О психике думает он, о телах,
а не о рецептах и медикаментах.
Он знает, и знает она: это ложь,
На мужа напраслину Роза возводит.
Винцент с нее глаз обалдело не сводит.
Она замечает: сейчас упадешь.
И вот под мостом, не добравшись до дому,
в сырую солому они залегли.
Согрели солому и впали в ту дрему,
в которой не-видно-не-слышно земли.
Над ними мосточек парит в поднебесье.
Под ними солома разметана вдрызг.
Над ними уже загорелись созвездья
и вспыхнул, как солнце, полуночный диск.
Они трепетали под вздохами бури,
не вкруг зашумевшей, но - бешено - в них.

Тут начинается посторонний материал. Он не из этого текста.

//! Frame presentation engine.
//!
//! Hands finished GPU buffers to the display controller. Every call either
//! makes exactly one new frame visible or leaves the previous frame on
//! screen; all failures are recovered locally.

use std::thread;
use std::time::Duration;

use log::{debug, info, trace, warn};

use super::framebuffer_cache::FramebufferCache;
use super::surface::{
    DeferredRelease, GpuSurface, ScanoutBuffer, SurfaceError,
};
use crate::core::util::should_log_occurrence;
use crate::display::{
    DisplayDevice, DisplayError, DisplayHandle, FlipWait, FramebufferId,
};

pub const MAX_CONSECUTIVE_BUFFER_FAILURES: u32 = 6;
pub const BUFFER_FAILURE_BACKOFF: Duration = Duration::from_millis(16);
pub const RESET_MODESET_FRAMES: u32 = 10;
pub const PAGE_FLIP_TIMEOUT: Duration = Duration::from_millis(100);
pub const FLIP_FAILURE_LOG_INTERVAL: u32 = 10;
pub const FLIP_SUCCESS_RESET_INTERVAL: u32 = 100;

#[derive(Debug)]
pub struct PresentationState<B> {
    framebuffer_cache: FramebufferCache,
    previous_buffer: DeferredRelease<B>,
    current_framebuffer: Option<FramebufferId>,
    is_first_frame: bool,
    forced_modeset_frames_remaining: u32,
    consecutive_buffer_failures: u32,
    page_flip_failures: u32,
    successful_page_flips: u32,
}

impl<B> PresentationState<B> {
    fn initial() -> Self {
        Self {
            framebuffer_cache: FramebufferCache::default(),
            previous_buffer: DeferredRelease::new(),
            current_framebuffer: None,
            is_first_frame: true,
            forced_modeset_frames_remaining: 0,
            consecutive_buffer_failures: 0,
            page_flip_failures: 0,
            successful_page_flips: 0,
        }
    }

    fn after_reset() -> Self {
        Self {
            forced_modeset_frames_remaining: RESET_MODESET_FRAMES,
            ..Self::initial()
        }
    }

    fn needs_modeset(&self) -> bool {
        self.is_first_frame || self.forced_modeset_frames_remaining > 0
    }

    pub fn cache_len(&self) -> usize {
        self.framebuffer_cache.len()
    }

    pub fn cache_contains(&self, framebuffer: FramebufferId) -> bool {
        self.framebuffer_cache.contains_framebuffer(framebuffer)
    }

    pub fn current_framebuffer(&self) -> Option<FramebufferId> {
        self.current_framebuffer
    }

    pub fn holds_previous_buffer(&self) -> bool {
        self.previous_buffer.is_held()
    }

    pub fn is_first_frame(&self) -> bool {
        self.is_first_frame
    }

    pub fn forced_modeset_frames_remaining(&self) -> u32 {
        self.forced_modeset_frames_remaining
    }

    pub fn consecutive_buffer_failures(&self) -> u32 {
        self.consecutive_buffer_failures
    }

    pub fn page_flip_failures(&self) -> u32 {
        self.page_flip_failures
    }

    pub fn successful_page_flips(&self) -> u32 {
        self.successful_page_flips
    }
}

pub struct FramePresenter<D: DisplayDevice, S: GpuSurface> {
    // Declared before `surface` so a held buffer goes back to the pool before
    // the pool itself is dropped.
    state: PresentationState<S::Buffer>,
    display: DisplayHandle<D>,
    surface: S,
    sleep: fn(Duration),
}

impl<D: DisplayDevice, S: GpuSurface> FramePresenter<D, S> {
    pub fn new(display: DisplayHandle<D>, surface: S) -> Self {
        Self {
            state: PresentationState::initial(),
            display,
            surface,
            sleep: thread::sleep,
        }
    }

    /// Replaces the backoff sleep. Tests use this to avoid real delays.
    pub fn with_sleep(mut self, sleep: fn(Duration)) -> Self {
        self.sleep = sleep;
        self
    }

    pub fn state(&self) -> &PresentationState<S::Buffer> {
        &self.state
    }

    pub fn display(&self) -> &DisplayHandle<D> {
        &self.display
    }

    pub fn display_mut(&mut self) -> &mut DisplayHandle<D> {
        &mut self.display
    }

    pub fn surface(&self) -> &S {
        &self.surface
    }

    pub fn surface_mut(&mut self) -> &mut S {
        &mut self.surface
    }

    pub fn present_frame(&mut self) -> bool {
        if !self.display.has_master() {
            trace!("skipping present: display master not held");
            return false;
        }

        // Releasing before locking keeps a 2-3 buffer pool from running dry.
        self.state.previous_buffer.release();

        let stale = self
            .state
            .framebuffer_cache
            .evict_over_cap(self.state.current_framebuffer);
        self.destroy_framebuffers(stale);

        let buffer = match self.surface.lock_front_buffer() {
            Ok(buffer) => buffer,
            Err(err) => {
                self.on_buffer_failure(&err);
                return false;
            }
        };
        self.state.consecutive_buffer_failures = 0;

        // Dropping `buffer` on any early return hands it back to the pool.
        let Some(framebuffer) = self.resolve_framebuffer(&buffer) else {
            return false;
        };

        if !self.submit(framebuffer) {
            return false;
        }

        self.state.current_framebuffer = Some(framebuffer);
        self.state.previous_buffer.hold(buffer);
        true
    }

    /// Returns all presentation state to its initial values. Call after
    /// display ownership comes back from another process, or after a mode
    /// change: the next frames are shown with a blocking modeset.
    pub fn reset(&mut self) {
        info!(
            "resetting presentation state ({} cached framebuffers)",
            self.state.framebuffer_cache.len()
        );

        self.state.previous_buffer.release();
        let cached = self.state.framebuffer_cache.drain_all();
        self.destroy_framebuffers(cached);
        self.state = PresentationState::after_reset();
    }

    /// Swaps in a surface rendering at a different size. Framebuffers of the
    /// old surface are destroyed and its buffers returned before it is
    /// dropped, then presentation restarts as after [`Self::reset`].
    pub fn replace_surface(&mut self, surface: S) -> S {
        info!(
            "replacing {} surface with {}",
            self.surface.resolution(),
            surface.resolution()
        );
        self.reset();
        std::mem::replace(&mut self.surface, surface)
    }

    fn on_buffer_failure(&mut self, err: &SurfaceError) {
        self.state.consecutive_buffer_failures += 1;
        let failures = self.state.consecutive_buffer_failures;
        debug!("buffer lock failed ({} in a row): {}", failures, err);

        if failures >= MAX_CONSECUTIVE_BUFFER_FAILURES {
            warn!(
                "{} consecutive buffer lock failures; flushing framebuffer \
                 cache",
                failures
            );
            let flushed = self
                .state
                .framebuffer_cache
                .drain_except(self.state.current_framebuffer);
            self.destroy_framebuffers(flushed);
            self.state.previous_buffer.release();
            self.state.consecutive_buffer_failures = 0;
        }

        (self.sleep)(BUFFER_FAILURE_BACKOFF);
    }

    fn resolve_framebuffer(
        &mut self,
        buffer: &S::Buffer,
    ) -> Option<FramebufferId> {
        let id = buffer.id();
        if let Some(framebuffer) = self.state.framebuffer_cache.get(id) {
            return Some(framebuffer);
        }

        let layout = buffer.layout();
        let device = self.display.device_mut();
        let framebuffer = match device.add_planar_framebuffer(&layout) {
            Ok(fb) => fb,
            Err(planar_err) => {
                debug!("planar framebuffer rejected: {}", planar_err);
                match device.add_legacy_framebuffer(&layout) {
                    Ok(fb) => fb,
                    Err(err) => {
                        warn!("dropping frame for buffer {:?}: {}", id, err);
                        return None;
                    }
                }
            }
        };

        let evicted = self.state.framebuffer_cache.insert(
            id,
            framebuffer,
            self.state.current_framebuffer,
        );
        self.destroy_framebuffers(evicted);
        trace!("registered {:?} for buffer {:?}", framebuffer, id);

        Some(framebuffer)
    }

    fn submit(&mut self, framebuffer: FramebufferId) -> bool {
        if self.state.needs_modeset() {
            return self.modeset(framebuffer);
        }

        match self.display.device_mut().page_flip(framebuffer) {
            Ok(()) => {
                self.await_flip();
                true
            }
            Err(err) => {
                self.record_flip_failure(&err);
                self.modeset(framebuffer)
            }
        }
    }

    fn modeset(&mut self, framebuffer: FramebufferId) -> bool {
        let Some(mode) = self.display.current_mode().cloned() else {
            warn!("cannot present: no display mode selected");
            return false;
        };

        match self.display.device_mut().set_crtc(framebuffer, &mode) {
            Ok(()) => {
                if self.state.is_first_frame {
                    debug!(
                        "first frame shown via modeset at {}",
                        mode.resolution
                    );
                }
                self.state.is_first_frame = false;
                self.state.forced_modeset_frames_remaining = self
                    .state
                    .forced_modeset_frames_remaining
                    .saturating_sub(1);
                true
            }
            Err(err) => {
                warn!("modeset failed, keeping previous frame: {}", err);
                false
            }
        }
    }

    fn await_flip(&mut self) {
        match self.display.device_mut().wait_for_flip(PAGE_FLIP_TIMEOUT) {
            Ok(FlipWait::Completed) => {
                self.state.successful_page_flips += 1;
                if self.state.successful_page_flips
                    >= FLIP_SUCCESS_RESET_INTERVAL
                {
                    self.state.successful_page_flips = 0;
                    self.state.page_flip_failures = 0;
                }
            }
            Ok(FlipWait::TimedOut) => {
                warn!(
                    "page flip event not received within {:?}; continuing",
                    PAGE_FLIP_TIMEOUT
                );
            }
            Err(err) => {
                warn!("waiting for page flip event failed: {}", err);
            }
        }
    }

    fn record_flip_failure(&mut self, err: &DisplayError) {
        self.state.page_flip_failures += 1;
        let failures = self.state.page_flip_failures;
        if should_log_occurrence(failures, FLIP_FAILURE_LOG_INTERVAL) {
            warn!(
                "page flip submit failed ({} so far), using modeset: {}",
                failures, err
            );
        }
    }

    fn destroy_framebuffers(&mut self, framebuffers: Vec<FramebufferId>) {
        for framebuffer in framebuffers {
            if let Err(err) =
                self.display.device_mut().destroy_framebuffer(framebuffer)
            {
                debug!("destroying {:?} failed: {}", framebuffer, err);
            }
        }
    }
}

impl<D: DisplayDevice, S: GpuSurface> Drop for FramePresenter<D, S> {
    fn drop(&mut self) {
        self.state.previous_buffer.release();
        let cached = self.state.framebuffer_cache.drain_all();
        self.destroy_framebuffers(cached);
    }
}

И, словно на старой французской гравюре,
тела их слагались в двухрифменный стих.
Гром грянул над ними, - гром, грохот и треск,
и кто-то с мосточка над бездной сорвался.
Потом прокатился таинственный плеск,
потом и сам плеск в тишине затерялся.
То было, должно быть, в четвертом часу.
То было, должно быть, паденье Икара.
А им, под мосточком, в волшебном лесу,
мгновенно почудилась вышняя кара.
Поэзия Люксембурга. - М.: Радуга, 1988. - С. 256-259.
Роже Мандершайд (р. 1933) - люксембургский немецкоязычный поэт, прозаик, драматург, художник-график. Произведения: радиопьеса «Стеклянная стена» (1966), роман «Дромедары» (1973), сатирический эпос в стихах «Икар» (1983) и др.